My chickens hatched an escape plan. Little did they know, today I decided that they should meet Scooby, my JRT, mainly because they needed fed and I didn't want him alone with the new dog. Well, he runs down to their brooder/pen area and I hear an abnormal amount of squacking. I go down to see Scooby joyfully chasing the chickens around the basement. They had all escaped and were roosting in the rafters. I really need my DH to get off his lazy butt and build me a coop! Either that or I'm going to go buy one, this is getting downright silly. Where can I buy a decent sized coop that's not outrageously expensive?

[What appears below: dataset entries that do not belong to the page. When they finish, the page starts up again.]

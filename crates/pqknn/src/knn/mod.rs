//! Approximate k-nearest-neighbor classification over product-quantized records.
//!
//! [`PqKnn`] owns the whole model: it trains one codebook per sub-vector
//! position, replaces every training vector with its codes, and answers
//! queries by summing distance-table lookups instead of computing full
//! distances.
//!
//! # Example
//!
//! ```ignore
//! use pqknn::{PqKnn, PqKnnConfig};
//!
//! let mut model = PqKnn::new(PqKnnConfig::new(30, 8))?;
//! model.train(&train_vectors, &train_labels)?;
//!
//! let label = model.predict(&query, 100)?;
//! ```

mod select;
mod vote;

use std::time::Instant;

use rayon::prelude::*;
use tracing::{debug, info, trace};

use crate::error::{PqError, Result};
use crate::quantization::{
    Clusterer, Codebook, DistanceTable, KMeansClusterer, PqKnnConfig, SubvectorLayout,
};

pub use select::Neighbor;
pub use vote::majority_label;

/// Integer class label attached to every training vector.
pub type Label = i32;

/// Classification accuracy over a labelled query set.
#[derive(Debug, Clone, Copy, PartialEq, Eq)]
pub struct Evaluation {
    /// Number of queries classified.
    pub total: usize,
    /// Number of queries whose predicted label matched.
    pub correct: usize,
}

impl Evaluation {
    /// Fraction of correct predictions in `[0, 1]`; 0 for an empty query set.
    #[must_use]
    #[allow(clippy::cast_precision_loss)]
    pub fn accuracy(&self) -> f64 {
        if self.total == 0 {
            0.0
        } else {
            self.correct as f64 / self.total as f64
        }
    }
}

/// State that exists only after a successful [`PqKnn::train`].
#[derive(Debug, Clone)]
struct TrainedModel {
    layout: SubvectorLayout,
    codebooks: Vec<Codebook>,
    /// Record-major codes: `codes[record * n + position]`.
    codes: Vec<u16>,
    labels: Vec<Label>,
}

impl TrainedModel {
    fn num_records(&self) -> usize {
        self.labels.len()
    }

    fn record_codes(&self, record: usize) -> Option<&[u16]> {
        let n = self.layout.num_subvectors();
        self.codes.get(record * n..(record + 1) * n)
    }

    fn distance_table(&self, query: &[u32]) -> Result<DistanceTable> {
        let subvectors = self.layout.split(query)?;
        Ok(DistanceTable::build(&subvectors, &self.codebooks))
    }
}

/// Product-quantization k-nearest-neighbor classifier.
///
/// Generic over the [`Clusterer`] used to learn codebooks; defaults to k-means.
#[derive(Debug, Clone)]
pub struct PqKnn<C: Clusterer = KMeansClusterer> {
    config: PqKnnConfig,
    clusterer: C,
    trained: Option<TrainedModel>,
}

impl PqKnn<KMeansClusterer> {
    /// Create an untrained model that learns codebooks with k-means.
    ///
    /// # Errors
    ///
    /// Returns [`PqError::InvalidConfiguration`] if the configuration is invalid.
    pub fn new(config: PqKnnConfig) -> Result<Self> {
        let clusterer = KMeansClusterer::new(config.max_iterations, config.convergence_threshold);
        Self::with_clusterer(config, clusterer)
    }
}

impl<C: Clusterer> PqKnn<C> {
    /// Create an untrained model with a custom clustering algorithm.
    ///
    /// # Errors
    ///
    /// Returns [`PqError::InvalidConfiguration`] if the configuration is invalid.
    pub fn with_clusterer(config: PqKnnConfig, clusterer: C) -> Result<Self> {
        config.validate()?;
        Ok(Self { config, clusterer, trained: None })
    }

    /// Get the configuration.
    #[must_use]
    pub fn config(&self) -> &PqKnnConfig {
        &self.config
    }

    /// Whether [`train`](Self::train) has completed successfully.
    #[must_use]
    pub fn is_trained(&self) -> bool {
        self.trained.is_some()
    }

    /// Dimension `D` of the training vectors, once trained.
    #[must_use]
    pub fn dimension(&self) -> Option<usize> {
        self.trained.as_ref().map(|t| t.layout.dimension())
    }

    /// Number of compressed training records (0 before training).
    #[must_use]
    pub fn num_records(&self) -> usize {
        self.trained.as_ref().map_or(0, TrainedModel::num_records)
    }

    /// The learned codebooks, one per sub-vector position (empty before training).
    #[must_use]
    pub fn codebooks(&self) -> &[Codebook] {
        self.trained.as_ref().map_or(&[], |t| t.codebooks.as_slice())
    }

    /// Codes of one training record.
    #[must_use]
    pub fn codes(&self, record: usize) -> Option<&[u16]> {
        self.trained.as_ref()?.record_codes(record)
    }

    /// Training labels, aligned with record indices (empty before training).
    #[must_use]
    pub fn labels(&self) -> &[Label] {
        self.trained.as_ref().map_or(&[], |t| t.labels.as_slice())
    }

    /// Compress a labelled training set into codebooks and codes.
    ///
    /// Replaces any previously trained state. If training fails the previous
    /// state is kept.
    ///
    /// # Errors
    ///
    /// - [`PqError::LengthMismatch`] if `vectors` and `labels` differ in length
    /// - [`PqError::EmptyTrainingSet`] if there are no vectors
    /// - [`PqError::InvalidConfiguration`] if `n` exceeds the vector dimension
    /// - [`PqError::TrainingDimensionMismatch`] if a vector's length differs from
    ///   the first's
    /// - [`PqError::Clustering`] if the clusterer fails or returns malformed output;
    ///   the default k-means clusterer fails when there are fewer vectors than `k`
    pub fn train<V>(&mut self, vectors: &[V], labels: &[Label]) -> Result<()>
    where
        V: AsRef<[u32]>,
    {
        if vectors.len() != labels.len() {
            return Err(PqError::LengthMismatch { vectors: vectors.len(), labels: labels.len() });
        }
        if vectors.is_empty() {
            return Err(PqError::EmptyTrainingSet);
        }

        let dimension = vectors[0].as_ref().len();
        let layout = SubvectorLayout::new(dimension, self.config.num_subvectors)?;
        let k = self.config.num_clusters();

        let started = Instant::now();
        info!(
            records = vectors.len(),
            dimension,
            num_subvectors = layout.num_subvectors(),
            num_clusters = k,
            "training PQ-kNN model"
        );

        let by_position = group_by_position(vectors, &layout)?;

        let trained_positions: Vec<(Codebook, Vec<u16>)> = if self.config.parallel {
            by_position
                .par_iter()
                .enumerate()
                .map(|(position, samples)| self.train_position(position, samples, &layout))
                .collect::<Result<_>>()?
        } else {
            by_position
                .iter()
                .enumerate()
                .map(|(position, samples)| self.train_position(position, samples, &layout))
                .collect::<Result<_>>()?
        };

        let n = layout.num_subvectors();
        let mut codes = vec![0u16; vectors.len() * n];
        let mut codebooks = Vec::with_capacity(n);
        for (position, (codebook, position_codes)) in trained_positions.into_iter().enumerate() {
            for (record, code) in position_codes.into_iter().enumerate() {
                codes[record * n + position] = code;
            }
            codebooks.push(codebook);
        }

        self.trained = Some(TrainedModel { layout, codebooks, codes, labels: labels.to_vec() });

        info!(
            records = vectors.len(),
            elapsed_ms = started.elapsed().as_millis() as u64,
            "PQ-kNN training complete"
        );
        Ok(())
    }

    /// Cluster one position's samples and encode every sample against the result.
    fn train_position(
        &self,
        position: usize,
        samples: &[f32],
        layout: &SubvectorLayout,
    ) -> Result<(Codebook, Vec<u16>)> {
        let k = self.config.num_clusters();
        let subvector_len = layout.subvector_len();
        let sample_refs: Vec<&[f32]> = samples.chunks_exact(subvector_len).collect();

        let centroids =
            self.clusterer.fit(&sample_refs, k, self.config.position_seed(position))?;

        if centroids.len() != k {
            return Err(PqError::Clustering(format!(
                "position {position}: expected {k} centroids, got {}",
                centroids.len()
            )));
        }
        if let Some(bad) = centroids.iter().find(|c| c.len() != subvector_len) {
            return Err(PqError::Clustering(format!(
                "position {position}: centroid has {} dimensions, expected {subvector_len}",
                bad.len()
            )));
        }

        let codes = sample_refs
            .iter()
            .map(|sample| {
                let code = self.clusterer.predict(sample, &centroids)?;
                if code >= k {
                    return Err(PqError::Clustering(format!(
                        "position {position}: code {code} out of range for {k} centroids"
                    )));
                }
                u16::try_from(code).map_err(|_| {
                    PqError::Clustering(format!("position {position}: code {code} exceeds u16"))
                })
            })
            .collect::<Result<Vec<u16>>>()?;

        debug!(position, samples = sample_refs.len(), "trained codebook");
        Ok((Codebook::new(centroids), codes))
    }

    /// Build the `k × n` distance table for `query`.
    ///
    /// # Errors
    ///
    /// - [`PqError::NotTrained`] before training
    /// - [`PqError::DimensionMismatch`] if `query` does not have dimension `D`
    pub fn distance_table(&self, query: &[u32]) -> Result<DistanceTable> {
        self.trained()?.distance_table(query)
    }

    /// The `m` training records nearest to `query` by approximate distance,
    /// ascending. Equal distances are ordered by record index.
    ///
    /// # Errors
    ///
    /// - [`PqError::NotTrained`] before training
    /// - [`PqError::InvalidNeighborCount`] if `m` is not in `[1, num_records]`
    /// - [`PqError::DimensionMismatch`] if `query` does not have dimension `D`
    pub fn neighbors(&self, query: &[u32], m: usize) -> Result<Vec<Neighbor>> {
        let model = self.trained()?;
        let available = model.num_records();
        if m == 0 || m > available {
            return Err(PqError::InvalidNeighborCount { requested: m, available });
        }

        let table = model.distance_table(query)?;
        let n = model.layout.num_subvectors();
        let distances = model
            .codes
            .chunks_exact(n)
            .enumerate()
            .map(|(record, codes)| (record, table.approximate_distance(codes)));

        let neighbors = select::select_nearest(distances, m)
            .into_iter()
            .map(|(index, distance)| Neighbor { index, label: model.labels[index], distance })
            .collect();

        Ok(neighbors)
    }

    /// Classify `query` by majority vote among its `m` nearest records.
    ///
    /// Vote ties resolve to the smallest label.
    ///
    /// # Errors
    ///
    /// Same as [`neighbors`](Self::neighbors).
    pub fn predict(&self, query: &[u32], m: usize) -> Result<Label> {
        self.classify(query, m).map(|(label, _)| label)
    }

    /// Classify `query` and also return the neighbors that voted, nearest first.
    ///
    /// # Errors
    ///
    /// Same as [`neighbors`](Self::neighbors).
    pub fn classify(&self, query: &[u32], m: usize) -> Result<(Label, Vec<Neighbor>)> {
        let neighbors = self.neighbors(query, m)?;
        trace!(m, nearest_distance = neighbors.first().map(|n| n.distance), "predicted");

        let label = majority_label(neighbors.iter().map(|n| n.label)).ok_or_else(|| {
            PqError::InvalidNeighborCount { requested: m, available: self.num_records() }
        })?;
        Ok((label, neighbors))
    }

    /// Classify many queries, in parallel when the configuration allows.
    ///
    /// # Errors
    ///
    /// Fails on the first query that [`predict`](Self::predict) rejects.
    pub fn predict_batch<V>(&self, queries: &[V], m: usize) -> Result<Vec<Label>>
    where
        V: AsRef<[u32]> + Sync,
    {
        if self.config.parallel {
            queries.par_iter().map(|q| self.predict(q.as_ref(), m)).collect()
        } else {
            queries.iter().map(|q| self.predict(q.as_ref(), m)).collect()
        }
    }

    /// Classify `queries` and compare against `labels`.
    ///
    /// # Errors
    ///
    /// - [`PqError::LengthMismatch`] if `queries` and `labels` differ in length
    /// - anything [`predict_batch`](Self::predict_batch) returns
    pub fn evaluate<V>(&self, queries: &[V], labels: &[Label], m: usize) -> Result<Evaluation>
    where
        V: AsRef<[u32]> + Sync,
    {
        if queries.len() != labels.len() {
            return Err(PqError::LengthMismatch { vectors: queries.len(), labels: labels.len() });
        }

        let predictions = self.predict_batch(queries, m)?;
        let correct = predictions.iter().zip(labels.iter()).filter(|(p, l)| p == l).count();

        Ok(Evaluation { total: labels.len(), correct })
    }

    /// Approximate reconstruction of a training record from its codes.
    ///
    /// Concatenates the record's centroids and drops the zero-padding tail, so
    /// the result has dimension `D`.
    #[must_use]
    pub fn reconstruct(&self, record: usize) -> Option<Vec<f32>> {
        let model = self.trained.as_ref()?;
        let codes = model.record_codes(record)?;

        let layout = &model.layout;
        let mut vector = Vec::with_capacity(layout.num_subvectors() * layout.subvector_len());
        for (codebook, &code) in model.codebooks.iter().zip(codes.iter()) {
            vector.extend_from_slice(codebook.centroid(usize::from(code))?);
        }
        vector.truncate(layout.dimension());
        Some(vector)
    }

    /// Bytes held by the compressed representation: codes, codebooks and labels.
    #[must_use]
    pub fn compressed_size_bytes(&self) -> usize {
        self.trained.as_ref().map_or(0, |t| {
            let codebook_floats: usize =
                t.codebooks.iter().flat_map(|c| c.centroids().iter()).map(Vec::len).sum();
            t.codes.len() * std::mem::size_of::<u16>()
                + codebook_floats * std::mem::size_of::<f32>()
                + t.labels.len() * std::mem::size_of::<Label>()
        })
    }

    /// Raw training-set size (`u32` features plus labels) divided by
    /// [`compressed_size_bytes`](Self::compressed_size_bytes).
    #[must_use]
    #[allow(clippy::cast_precision_loss)]
    pub fn compression_ratio(&self) -> Option<f64> {
        let model = self.trained.as_ref()?;
        let raw = model.num_records()
            * (model.layout.dimension() * std::mem::size_of::<u32>()
                + std::mem::size_of::<Label>());
        Some(raw as f64 / self.compressed_size_bytes() as f64)
    }

    fn trained(&self) -> Result<&TrainedModel> {
        self.trained.as_ref().ok_or(PqError::NotTrained)
    }
}

/// Split every vector and gather the sub-vectors position by position.
///
/// Returns one flat buffer per position holding `len(vectors)` consecutive
/// sub-vectors of `layout.subvector_len()` values.
fn group_by_position<V>(vectors: &[V], layout: &SubvectorLayout) -> Result<Vec<Vec<f32>>>
where
    V: AsRef<[u32]>,
{
    let capacity = vectors.len() * layout.subvector_len();
    let mut by_position: Vec<Vec<f32>> =
        (0..layout.num_subvectors()).map(|_| Vec::with_capacity(capacity)).collect();

    for (record, vector) in vectors.iter().enumerate() {
        let vector = vector.as_ref();
        if vector.len() != layout.dimension() {
            return Err(PqError::TrainingDimensionMismatch {
                record,
                expected: layout.dimension(),
                actual: vector.len(),
            });
        }

        for (buffer, block) in by_position.iter_mut().zip(layout.split(vector)?) {
            buffer.extend_from_slice(&block);
        }
    }

    Ok(by_position)
}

For the amount of chickens you have, about a kilobuck or more.
You might use an outdoor storage shed, but the wind where you live would be hard on the metal ones. I had one years ago and the Lebanon country winds rattled it until metal fatigue took hold and it started coming apart piece by piece. It was the second to meet it's demise out here. I failed to secure the first one to the ground. The wind picked it up, leaving all the contents setting, and blew it a couple hundred yards. It was all bent to h*ll.
For a quick, temporary shelter, you could simply make a box out of 1/2" plywood, using 2x4's at the joints and screws to attach, similar to the way you attached the 2 pieces of plywood in your basement pen. Even working by yourself, with a screw gun and some drywall screws, it shouldn't even take all day. With grass as the floor, make a 4 sided box 8x8 x 4 high. Cut out a section for a door big enough for you to get in when necessary and for the chickens to come and go. With your coyote situation, you need to close and lock the door each night before dark.
Go to Rural King and get some 2x4x48" welded wire ($70 for 100 feet) and 10 or so "T" style metal fence posts and however much length 2x4x48 wire you want/need and a very small roll of electric fence wire to wire the fence wire to the posts. Ask if they have a post driver for loan. If not, you can borrow mine.
Aw, heck. Call me 765-894-1674. Then come down to Lebanon and I'll show you how to do it. It ain't that hard. Do it yourself. Girl power. 6 sheets 1/2" plywood, 100 ft wire, 10 fence posts, some wire (I'll give you enough for the project) and some work. If the other girl that was there when I was there is available to hold stuff while you screw it or pound it, you can be done with the whole blasted thing in 6 hours. Of course, it will be ugly, but cheap and functional.
I forget stuff, so remind me about rebar tiedowns. Don't want the wind to grab it and send it to the next county.